ICSA Today Vol. 12, No. 1, 2021, pg. 14-17
Recovering From Sexual Abuse in Cults: What Can We Learn From Neurobiology?
This paper is based on a presentation at Supporting the Pacific Rim, a virtual conference cosponsored by ICSA in September, 2020.
Let’s begin by carving out the territory to be discussed. What we generally mean by sexual abuse is that there is no consent. And what is consent? There are three components—the sex has to be voluntary, without strings attached, such as repercussions if you don’t agree; you have to have enough knowledge of sex to give consent; and of course you have to have the capacity to consent (e.g., not only must you be at the age of consent, but you also must have the clarity of mind to consent). But I also believe that another type of abuse is the kind many cult survivors live with, and that is the extreme prohibitions about sex. These negative messages often continue to run in the background for years after someone has physically left the cult, taking away some of what one might otherwise experience as the joy of sexuality.

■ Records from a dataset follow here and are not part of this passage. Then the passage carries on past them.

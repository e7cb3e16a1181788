//! Authentication primitives: login credentials and registration forms.
//!
//! Constructors validate raw form input before any request is built, so a
//! rejected form never reaches the network.

use std::fmt;

use serde::Serialize;
use zeroize::Zeroizing;

/// Domain error returned when login or registration values are invalid.
#[derive(Debug, Clone, PartialEq, Eq)]
pub enum CredentialsValidationError {
    /// Username was missing or blank once trimmed.
    EmptyUsername,
    /// Password was blank.
    EmptyPassword,
    /// Password and confirmation differ.
    PasswordMismatch,
}

impl fmt::Display for CredentialsValidationError {
    fn fmt(&self, f: &mut fmt::Formatter<'_>) -> fmt::Result {
        match self {
            Self::EmptyUsername => write!(f, "username must not be empty"),
            Self::EmptyPassword => write!(f, "password must not be empty"),
            Self::PasswordMismatch => write!(f, "Passwords do not match."),
        }
    }
}

impl std::error::Error for CredentialsValidationError {}

/// Validated login credentials.
///
/// ## Invariants
/// - `username` is trimmed and must not be empty after trimming.
/// - `password` is required to be non-empty but retains caller-provided
///   whitespace to avoid surprising credential comparisons.
///
/// # Examples
/// ```
/// use client::domain::LoginCredentials;
///
/// let creds = LoginCredentials::try_from_parts(" admin ", "password").unwrap();
/// assert_eq!(creds.username(), "admin");
/// assert_eq!(creds.password(), "password");
/// ```
#[derive(Debug, Clone, PartialEq, Eq)]
pub struct LoginCredentials {
    username: String,
    password: Zeroizing<String>,
}

impl LoginCredentials {
    /// Construct credentials from raw username/password inputs.
    pub fn try_from_parts(
        username: &str,
        password: &str,
    ) -> Result<Self, CredentialsValidationError> {
        let normalized = username.trim();
        if normalized.is_empty() {
            return Err(CredentialsValidationError::EmptyUsername);
        }

        if password.is_empty() {
            return Err(CredentialsValidationError::EmptyPassword);
        }

        Ok(Self {
            username: normalized.to_owned(),
            password: Zeroizing::new(password.to_owned()),
        })
    }

    /// Username string sent to the token endpoint.
    pub fn username(&self) -> &str {
        self.username.as_str()
    }

    /// Password string provided by the caller.
    pub fn password(&self) -> &str {
        self.password.as_str()
    }

    pub(crate) fn payload(&self) -> CredentialsPayload<'_> {
        CredentialsPayload {
            username: self.username(),
            password: self.password(),
        }
    }
}

#[derive(Serialize)]
pub(crate) struct CredentialsPayload<'a> {
    username: &'a str,
    password: &'a str,
}

/// Raw registration form fields.
#[derive(Debug, Clone, Default)]
pub struct RegistrationForm {
    /// Requested username.
    pub username: String,
    /// Contact email, trimmed before sending.
    pub email: String,
    /// Chosen password.
    pub password: String,
    /// Repeated password.
    pub confirm_password: String,
}

/// Registration request accepted by the backend.
#[derive(Debug, Clone, PartialEq, Eq)]
pub struct Registration {
    username: String,
    email: String,
    password: Zeroizing<String>,
}

impl Registration {
    /// Validate a registration form.
    ///
    /// The password and its confirmation must match exactly; the email is
    /// left for the backend to validate.
    pub fn try_from_form(form: &RegistrationForm) -> Result<Self, CredentialsValidationError> {
        let username = form.username.trim();
        if username.is_empty() {
            return Err(CredentialsValidationError::EmptyUsername);
        }
        if form.password != form.confirm_password {
            return Err(CredentialsValidationError::PasswordMismatch);
        }
        if form.password.is_empty() {
            return Err(CredentialsValidationError::EmptyPassword);
        }
        Ok(Self {
            username: username.to_owned(),
            email: form.email.trim().to_owned(),
            password: Zeroizing::new(form.password.clone()),
        })
    }

    /// Username being registered.
    pub fn username(&self) -> &str {
        self.username.as_str()
    }

    pub(crate) fn payload(&self) -> RegistrationPayload<'_> {
        RegistrationPayload {
            username: self.username.as_str(),
            email: self.email.as_str(),
            password: self.password.as_str(),
        }
    }
}

#[derive(Serialize)]
pub(crate) struct RegistrationPayload<'a> {
    username: &'a str,
    email: &'a str,
    password: &'a str,
}

#[cfg(test)]
mod tests {
    //! Regression coverage for this module.
    use super::*;
    use rstest::rstest;

    #[rstest]
    #[case("", "pw", CredentialsValidationError::EmptyUsername)]
    #[case("   ", "pw", CredentialsValidationError::EmptyUsername)]
    #[case("user", "", CredentialsValidationError::EmptyPassword)]
    fn invalid_credentials(
        #[case] username: &str,
        #[case] password: &str,
        #[case] expected: CredentialsValidationError,
    ) {
        let err = LoginCredentials::try_from_parts(username, password)
            .expect_err("invalid inputs must fail");
        assert_eq!(err, expected);
    }

    #[rstest]
    #[case("  admin  ", "secret")]
    #[case("alice", " spaced password ")]
    fn valid_credentials_trim_username(#[case] username: &str, #[case] password: &str) {
        let creds = LoginCredentials::try_from_parts(username, password)
            .expect("valid inputs should succeed");
        assert_eq!(creds.username(), username.trim());
        assert_eq!(creds.password(), password);
    }

    #[test]
    fn credentials_serialize_as_username_and_password() {
        let creds = LoginCredentials::try_from_parts("ada", "pw").expect("credentials");
        let json = serde_json::to_value(creds.payload()).expect("serialize");
        assert_eq!(json, serde_json::json!({"username": "ada", "password": "pw"}));
    }

    fn form(password: &str, confirm: &str) -> RegistrationForm {
        RegistrationForm {
            username: " ada ".to_owned(),
            email: " ada@example.com ".to_owned(),
            password: password.to_owned(),
            confirm_password: confirm.to_owned(),
        }
    }

    #[test]
    fn registration_rejects_mismatched_passwords() {
        let err = Registration::try_from_form(&form("one", "two")).expect_err("mismatch");
        assert_eq!(err, CredentialsValidationError::PasswordMismatch);
        assert_eq!(err.to_string(), "Passwords do not match.");
    }

    #[test]
    fn registration_trims_username_and_email() {
        let registration = Registration::try_from_form(&form("pw", "pw")).expect("valid form");
        let json = serde_json::to_value(registration.payload()).expect("serialize");
        assert_eq!(
            json,
            serde_json::json!({"username": "ada", "email": "ada@example.com", "password": "pw"})
        );
    }
}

The Sexual Context of Cults
So let’s talk about how human sexuality is dealt with in these controlled environments (i.e., cults). Sex is a powerful aspect of our humanity and, as such, it can threaten the power and control of the leader. Therefore, cults usually try to control many aspects of sexuality with various prescriptions and proscriptions for sexual behavior. At one end of the continuum are the groups such as the Bible-based groups who preach abstinence until marriage, who suppress sexual expression. At the other end of the continuum are New Age groups in which people are encouraged to indulge in sex with other members indiscriminately. Either way, the model is not freely chosen but instead is designed and designated by the leader; and these conditions can change at his whim. For example, David Berg suddenly instituted the practice of flirty fishing when he claimed to have had a vision one night. Thus, individual members in such groups do not have agency over their own bodies; and the depth of intimacy and attachment that sex would normally bring to a couple is weakened.

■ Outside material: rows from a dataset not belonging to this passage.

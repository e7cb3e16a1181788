//! Reqwest-backed API transport.
//!
//! This adapter owns wire details only: URL resolution against the base URL,
//! bearer and JSON headers, and transport error mapping. Status handling and
//! body decoding stay in the domain.

use std::time::Duration;

use async_trait::async_trait;
use pagination::ensure_same_origin;
use reqwest::{Client, Method, RequestBuilder, Url};

use crate::domain::RequestTarget;
use crate::domain::ports::{ApiRequest, ApiResponse, ApiTransport, HttpMethod, TransportError};

const DEFAULT_USER_AGENT: &str = concat!("restclient/", env!("CARGO_PKG_VERSION"));

/// Connection settings for the transport.
#[derive(Debug, Clone, PartialEq, Eq)]
pub struct HttpTransportSettings {
    /// Backend origin, e.g. `http://127.0.0.1:8000`.
    pub base_url: Url,
    /// Per-request timeout; `None` waits indefinitely.
    pub timeout: Option<Duration>,
    /// HTTP user-agent sent with each request.
    pub user_agent: String,
}

impl HttpTransportSettings {
    /// Settings with no timeout and the default user-agent.
    pub fn new(base_url: Url) -> Self {
        Self {
            base_url,
            timeout: None,
            user_agent: DEFAULT_USER_AGENT.to_owned(),
        }
    }

    /// Override the request timeout.
    pub fn with_timeout(mut self, timeout: Option<Duration>) -> Self {
        self.timeout = timeout;
        self
    }
}

/// Transport that sends requests to one backend.
pub struct HttpApiTransport {
    client: Client,
    base_url: Url,
}

impl HttpApiTransport {
    /// Build a transport from its settings.
    ///
    /// # Errors
    ///
    /// Returns an error when the reqwest client cannot be constructed.
    pub fn new(settings: HttpTransportSettings) -> Result<Self, reqwest::Error> {
        let mut builder = Client::builder().user_agent(settings.user_agent);
        if let Some(timeout) = settings.timeout {
            builder = builder.timeout(timeout);
        }
        Ok(Self {
            client: builder.build()?,
            base_url: normalize_base(settings.base_url),
        })
    }

    /// Base URL every endpoint is resolved against.
    pub fn base_url(&self) -> &Url {
        &self.base_url
    }

    fn builder(&self, request: &ApiRequest) -> Result<RequestBuilder, TransportError> {
        let url = resolve(&self.base_url, &request.target)?;
        let mut builder = self
            .client
            .request(method(request.method), url)
            .header(reqwest::header::ACCEPT, "application/json");
        if let Some(token) = &request.bearer {
            builder = builder.bearer_auth(token.expose());
        }
        if let Some(body) = &request.body {
            builder = builder.json(body);
        }
        Ok(builder)
    }
}

#[async_trait]
impl ApiTransport for HttpApiTransport {
    async fn execute(&self, request: ApiRequest) -> Result<ApiResponse, TransportError> {
        let response = self
            .builder(&request)?
            .send()
            .await
            .map_err(map_transport_error)?;
        let status = response.status().as_u16();
        let body = response.bytes().await.map_err(map_transport_error)?;
        Ok(ApiResponse {
            status,
            body: body.to_vec(),
        })
    }
}

fn method(method: HttpMethod) -> Method {
    match method {
        HttpMethod::Get => Method::GET,
        HttpMethod::Post => Method::POST,
        HttpMethod::Put => Method::PUT,
        HttpMethod::Patch => Method::PATCH,
        HttpMethod::Delete => Method::DELETE,
    }
}

fn normalize_base(mut base: Url) -> Url {
    if !base.path().ends_with('/') {
        let path = format!("{}/", base.path());
        base.set_path(&path);
    }
    base.set_query(None);
    base.set_fragment(None);
    base
}

fn resolve(base: &Url, target: &RequestTarget) -> Result<Url, TransportError> {
    match target {
        RequestTarget::Endpoint { endpoint, query } => {
            let path = endpoint.path();
            let mut url = base
                .join(path.trim_start_matches('/'))
                .map_err(|error| TransportError::invalid_request(error.to_string()))?;
            if !query.is_empty() {
                url.query_pairs_mut().extend_pairs(query);
            }
            Ok(url)
        }
        RequestTarget::Link(link) => ensure_same_origin(link, base)
            .cloned()
            .map_err(|error| TransportError::invalid_request(error.to_string())),
    }
}

fn map_transport_error(error: reqwest::Error) -> TransportError {
    if error.is_timeout() {
        TransportError::timeout(error.to_string())
    } else if error.is_builder() {
        TransportError::invalid_request(error.to_string())
    } else {
        TransportError::network(error.to_string())
    }
}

Other aspects of sexual behavior are child bearing and rearing. Some cults and cultic groups prescribe abortions for women; others, such as the polygamous groups, expect women to have numerous children. Child-rearing practices are also handed down by the leader, who is often harsh and has no awareness of, or training in, healthy child development. Children born into cults are sometimes sent away under the guise of “education,” as in the 3HO group, or “the best interests of the child.” In reality, however, any bond, be it to partner or child, is a threat to the leader. This is especially true of the parent-child bond because the adult role of “parent,” which requires critical thinking and adult decision-making, runs contrary to the childlike, obedient state required of cult members. To eliminate this cognitive dissonance and maintain control over the parents, the leader or group may
send children away.
The atmosphere within the group is often very sexualized: Adults change partners; nudity is normalized; there’s a lack of privacy, with bedroom and bathroom doors sometimes removed. This environment, of course, concretizes the lack of boundaries in cults. Children are not free to explore any aspect of their personalities, let alone their sexuality. Boys and girls are often kept separate, and they are punished if they’re found even talking to the other. Dyadic adult attachments may also be discouraged, either by prohibited sex or by indiscriminate sex. Sexism and heterosexism characterize these groups. In many groups, women are subservient to men, except perhaps when there is a female leader. Women may be expected to serve men in all respects: Sexual coercion and marital rape are often the consequences.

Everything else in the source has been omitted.